6. Easy and Repetitive Tasks
The last thing you want to be doing is concentrating on anything complicated. You’re in pain, you’ve got a dry mouth, and your thinking is still fuzzy. Reprioritise your workload so that all you have to do all day is the kind of stuff you can normally do half-asleep. If you feel better as the day progresses, you can take on things that need more brain-power, but for the moment, turn on the mental cruise-control and coast. But remember to look busy!
7. Escape Strategy
If it is a very bad hangover, and/or if your stomach still isn’t playing ball, you might find yourself needing to drive the porcelain bus at some point in the day. Most offices don’t appreciate staff using wastepaper baskets as vomit receptacles, so make sure you have a clear idea of where you will run to if the churning in your belly signals trouble. If your office is on a different floor to the toilets, see if you can work there for the day. If you don’t think you’d be able to make it that far, do any of the windows open?

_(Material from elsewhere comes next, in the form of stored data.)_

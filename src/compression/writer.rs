//! Compressing write streams.
//!
//! [`open_write`] resolves the codec for a path and returns a [`WriteStream`]. Bytes
//! written to it end up encoded in the target file; [`WriteStream::finish`] closes
//! every layer (encoder trailer, archive index, file) exactly once. A stream dropped
//! without `finish` still releases the file, but trailers are written on a best
//! effort basis and errors are lost.

use crate::compression::validation::validate_writable;
use crate::compression::{archive_member_name, Codec, WriteMode, WriteOptions};
use crate::error::{Result, RwioError};
use bzip2::write::BzEncoder;
use flate2::write::GzEncoder;
use std::fs::{File, OpenOptions};
use std::io::{self, BufWriter, Write};
use std::path::{Path, PathBuf};
use xz2::write::XzEncoder;

const DEFAULT_XZ_LEVEL: u32 = 6;

/// Encoder for each supported codec family
enum Sink {
    Plain(BufWriter<File>),
    Bzip2(BzEncoder<BufWriter<File>>),
    Gzip(GzEncoder<BufWriter<File>>),
    Xz(XzEncoder<BufWriter<File>>),
    #[cfg(feature = "zstd")]
    Zstd(zstd::Encoder<'static, BufWriter<File>>),
    Tar(TarSink),
    Zip(zip::ZipWriter<File>),
}

/// Tar output: the member size goes in its header, so content is collected and
/// appended as a single entry on finish.
struct TarSink {
    builder: tar::Builder<Box<Sink>>,
    member: String,
    buffer: Vec<u8>,
}

impl Write for Sink {
    fn write(&mut self, buf: &[u8]) -> io::Result<usize> {
        match self {
            Self::Plain(w) => w.write(buf),
            Self::Bzip2(w) => w.write(buf),
            Self::Gzip(w) => w.write(buf),
            Self::Xz(w) => w.write(buf),
            #[cfg(feature = "zstd")]
            Self::Zstd(w) => w.write(buf),
            Self::Tar(t) => t.buffer.write(buf),
            Self::Zip(w) => w.write(buf),
        }
    }

    fn flush(&mut self) -> io::Result<()> {
        match self {
            Self::Plain(w) => w.flush(),
            Self::Bzip2(w) => w.flush(),
            Self::Gzip(w) => w.flush(),
            Self::Xz(w) => w.flush(),
            #[cfg(feature = "zstd")]
            Self::Zstd(w) => w.flush(),
            Self::Tar(_) => Ok(()),
            Self::Zip(w) => w.flush(),
        }
    }
}

impl Sink {
    /// Write trailers and flush every layer down to the file
    fn finish(self) -> io::Result<()> {
        match self {
            Self::Plain(w) => flush_file(w),
            Self::Bzip2(w) => flush_file(w.finish()?),
            Self::Gzip(w) => flush_file(w.finish()?),
            Self::Xz(w) => flush_file(w.finish()?),
            #[cfg(feature = "zstd")]
            Self::Zstd(w) => flush_file(w.finish()?),
            Self::Tar(t) => {
                let TarSink {
                    mut builder,
                    member,
                    buffer,
                } = t;
                let mut header = tar::Header::new_gnu();
                header.set_size(buffer.len() as u64);
                header.set_mode(0o644);
                header.set_mtime(unix_now());
                builder.append_data(&mut header, &member, buffer.as_slice())?;
                let inner = builder.into_inner()?;
                (*inner).finish()
            }
            Self::Zip(w) => w.finish().map(drop).map_err(zip_to_io),
        }
    }
}

fn flush_file(writer: BufWriter<File>) -> io::Result<()> {
    writer.into_inner().map_err(|e| e.into_error())?.flush()
}

fn zip_to_io(err: zip::result::ZipError) -> io::Error {
    match err {
        zip::result::ZipError::Io(e) => e,
        other => io::Error::new(io::ErrorKind::Other, other),
    }
}

fn unix_now() -> u64 {
    std::time::SystemTime::now()
        .duration_since(std::time::UNIX_EPOCH)
        .map(|d| d.as_secs())
        .unwrap_or(0)
}

/// Writable, encoding view of a file
pub struct WriteStream {
    sink: Sink,
    path: PathBuf,
    codec: Codec,
}

/// Open `path` for writing through the codec selected by `options`
///
/// # Errors
/// * `PathNotFound` when the parent directory does not exist
/// * `NotAFile` when the path is a directory
/// * `UnsupportedOperation` when appending to an archive codec
/// * `MissingDependency` when the codec was compiled out
pub fn open_write(path: &Path, options: &WriteOptions) -> Result<WriteStream> {
    let codec = options.compression.resolve(path);

    if options.mode == WriteMode::Append && codec.is_archive() {
        return Err(RwioError::unsupported(format!(
            "{codec} archives do not support append mode ({})",
            path.display()
        )));
    }
    codec.ensure_available()?;
    validate_writable(path)?;
    log::debug!(
        "opening {} for {:?} with codec {} (level {:?})",
        path.display(),
        options.mode,
        codec,
        options.level
    );

    let mut open_options = OpenOptions::new();
    match options.mode {
        WriteMode::Write => open_options.write(true).create(true).truncate(true),
        WriteMode::Append => open_options.append(true).create(true),
    };
    let file = open_options
        .open(path)
        .map_err(|e| RwioError::open_failed(path, e))?;

    let sink = match codec {
        Codec::Zip => {
            let mut writer = zip::ZipWriter::new(file);
            let member_options = zip_member_options(options.level);
            writer
                .start_file(archive_member_name(path, codec), member_options)
                .map_err(|e| write_error(path, codec, zip_to_io(e)))?;
            Sink::Zip(writer)
        }
        Codec::Tar | Codec::TarBzip2 | Codec::TarGzip | Codec::TarXz => {
            let outer = codec.tar_outer().unwrap_or(Codec::None);
            let inner = single_stream(path, file, outer, options.level)?;
            Sink::Tar(TarSink {
                builder: tar::Builder::new(Box::new(inner)),
                member: archive_member_name(path, codec),
                buffer: Vec::new(),
            })
        }
        single => single_stream(path, file, single, options.level)?,
    };

    Ok(WriteStream {
        sink,
        path: path.to_path_buf(),
        codec,
    })
}

/// Deflate at the requested level; level 0 stores the member uncompressed since
/// deflate levels start at 1.
fn zip_member_options(level: Option<u32>) -> zip::write::SimpleFileOptions {
    let options = zip::write::SimpleFileOptions::default().unix_permissions(0o644);
    match level {
        Some(0) => options.compression_method(zip::CompressionMethod::Stored),
        Some(level) => options
            .compression_method(zip::CompressionMethod::Deflated)
            .compression_level(Some(i64::from(level.clamp(1, 9)))),
        None => options.compression_method(zip::CompressionMethod::Deflated),
    }
}

fn single_stream(path: &Path, file: File, codec: Codec, level: Option<u32>) -> Result<Sink> {
    let file = BufWriter::new(file);
    Ok(match codec {
        Codec::None => Sink::Plain(file),
        Codec::Bzip2 => {
            let level = level.map_or_else(bzip2::Compression::default, |l| {
                bzip2::Compression::new(l.clamp(1, 9))
            });
            Sink::Bzip2(BzEncoder::new(file, level))
        }
        Codec::Gzip => {
            let level = level.map_or_else(flate2::Compression::default, |l| {
                flate2::Compression::new(l.min(9))
            });
            Sink::Gzip(GzEncoder::new(file, level))
        }
        Codec::Xz => Sink::Xz(XzEncoder::new(file, level.unwrap_or(DEFAULT_XZ_LEVEL).min(9))),
        #[cfg(feature = "zstd")]
        Codec::Zstd => {
            let level = level.map_or(zstd::DEFAULT_COMPRESSION_LEVEL, |l| l.clamp(1, 22) as i32);
            Sink::Zstd(
                zstd::Encoder::new(file, level).map_err(|e| write_error(path, codec, e))?,
            )
        }
        #[cfg(not(feature = "zstd"))]
        Codec::Zstd => return Err(RwioError::MissingDependency { feature: "zstd" }),
        archive => {
            return Err(RwioError::unsupported(format!(
                "{archive} is not a single-stream codec ({})",
                path.display()
            )))
        }
    })
}

fn write_error(path: &Path, codec: Codec, err: io::Error) -> RwioError {
    RwioError::file_error(
        format!("Failed to write {} (codec {codec})", path.display()),
        err,
    )
}

impl WriteStream {
    /// Path the stream writes to
    pub fn path(&self) -> &Path {
        &self.path
    }

    /// Codec the stream encodes with
    pub fn codec(&self) -> Codec {
        self.codec
    }

    /// Write all of `data`, attaching path and codec to any failure
    pub fn write_bytes(&mut self, data: &[u8]) -> Result<()> {
        self.sink
            .write_all(data)
            .map_err(|e| write_error(&self.path, self.codec, e))
    }

    /// Complete the encoded output and close the file
    pub fn finish(self) -> Result<()> {
        let Self { sink, path, codec } = self;
        sink.finish().map_err(|e| write_error(&path, codec, e))?;
        log::debug!("finished writing {} with codec {}", path.display(), codec);
        Ok(())
    }
}

impl Write for WriteStream {
    fn write(&mut self, buf: &[u8]) -> io::Result<usize> {
        self.sink.write(buf)
    }

    fn flush(&mut self) -> io::Result<()> {
        self.sink.flush()
    }
}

Along with your breath mints, see if you can get some crystallised or stem ginger; it has very good anti-nausea properties.

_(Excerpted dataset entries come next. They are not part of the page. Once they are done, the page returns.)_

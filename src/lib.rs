//! # rwio - Uniform File Reading and Writing
//!
//! One small API for reading and writing text, JSON, JSON Lines, YAML and docx
//! files, with compression chosen from the file name or given explicitly.
//!
//! ## Features
//!
//! - **Transparent Compression**: bzip2, gzip, xz and zstd streams plus zip and tar
//!   (plain, bzip2, gzip, xz) archives holding a single file
//! - **Suffix Inference**: `events.jsonl.tar.gz` is read as JSON Lines inside a
//!   gzip-compressed tar archive; unknown suffixes mean no compression
//! - **Chunked Reads**: lazy, fixed-size groups of lines or records for large files
//! - **Serde Integration**: JSON, JSON Lines and YAML read into any `Deserialize` type
//!
//! ## Architecture
//!
//! - [`error`] - Centralized error types and handling
//! - [`compression`] - Codec selection and transparent read/write streams
//! - [`formats`] - Per-format readers and writers built on those streams
//! - [`generic`] - File-type inference and type-dispatched read/write
//!
//! ## Example
//!
//! ```no_run
//! use rwio::{read_jsonl_chunked, write_jsonl, CodecRequest, WriteOptions};
//! use serde_json::{json, Value};
//!
//! # fn main() -> rwio::Result<()> {
//! let records: Vec<Value> = (0..7).map(|n| json!({"n": n})).collect();
//! write_jsonl("records.jsonl.gz", &records, &WriteOptions::new())?;
//!
//! for chunk in read_jsonl_chunked::<Value>("records.jsonl.gz", CodecRequest::Infer, 3)? {
//!     println!("{} records", chunk?.len());
//! }
//! # Ok(())
//! # }
//! ```

// Core modules
pub mod error;
pub mod compression;

// Format layer
pub mod formats;
pub mod generic;

// Re-export commonly used types for convenience
pub use error::{Result, RwioError};

// Public API surface for external usage
pub use compression::{
    open_read, open_write, Codec, CodecRequest, ReadStream, WriteMode, WriteOptions, WriteStream,
};
pub use formats::{
    read_docx, read_docx_nonempty, read_json, read_jsonl, read_jsonl_chunked, read_lines,
    read_lines_chunked, read_text, read_yaml, write_docx, write_json, write_jsonl, write_lines,
    write_text, write_yaml, Chunks, JsonlChunks, LineChunks,
};
pub use generic::{infer_file_type, read, write, Content, FileType};

// Version information
pub const VERSION: &str = env!("CARGO_PKG_VERSION");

And finally, if you have the kind of hangover that makes death seem like sweet release:
8. Hair of the Dog
We would never be irresponsible enough to suggest that you turn up to work drunk, but sometimes the cure lies in the cause. If you are not operating any heavy machinery or driving, a quick snifter of your poison might be just the thing to see you through the day. Spirits are the order of the day; vodka not only doesn’t smell too much, but also looks innocuous when mixed with orange juice. Just the one, mind you; leave the hipflask at home.
9. Sick Day
Ignore all of the previous tips and go into work as usual. Proceed to look as ill and frail as you feel, moaning and occasionally clutching your sides. Trembling and sweaty works too. Eventually, after everyone has noticed the sorry state you’re in, beg your boss to let you go home; imply that you might be contagious. Deny all suggestions that your damage has been inflicted by alcohol. Note: this only works if you have not been carousing with workmates.
Not many bosses wil be sympathetic to hangovers, so your excuse for not coming in should be creative but plausible. It also needs to be the sort that requires the minimum standards of proof; you don’t want to have to forge a doctor’s note or court summons. Family emergencies are always useful if your relatives never have any contact with your workplace, as is having to stay in all day for the plumber/electrician/dogsitter. Remember, you’re hungover and you’re not at the top of your game, so keep your excuse as short and simple as possible. Details can wait for when you’re recovered.
And if you are one of the lucky few who has never had a hangover, show some sympathy to your colleagues. They didn’t set out to cause themselves such mischief, and they truly regret last night’s drinks today.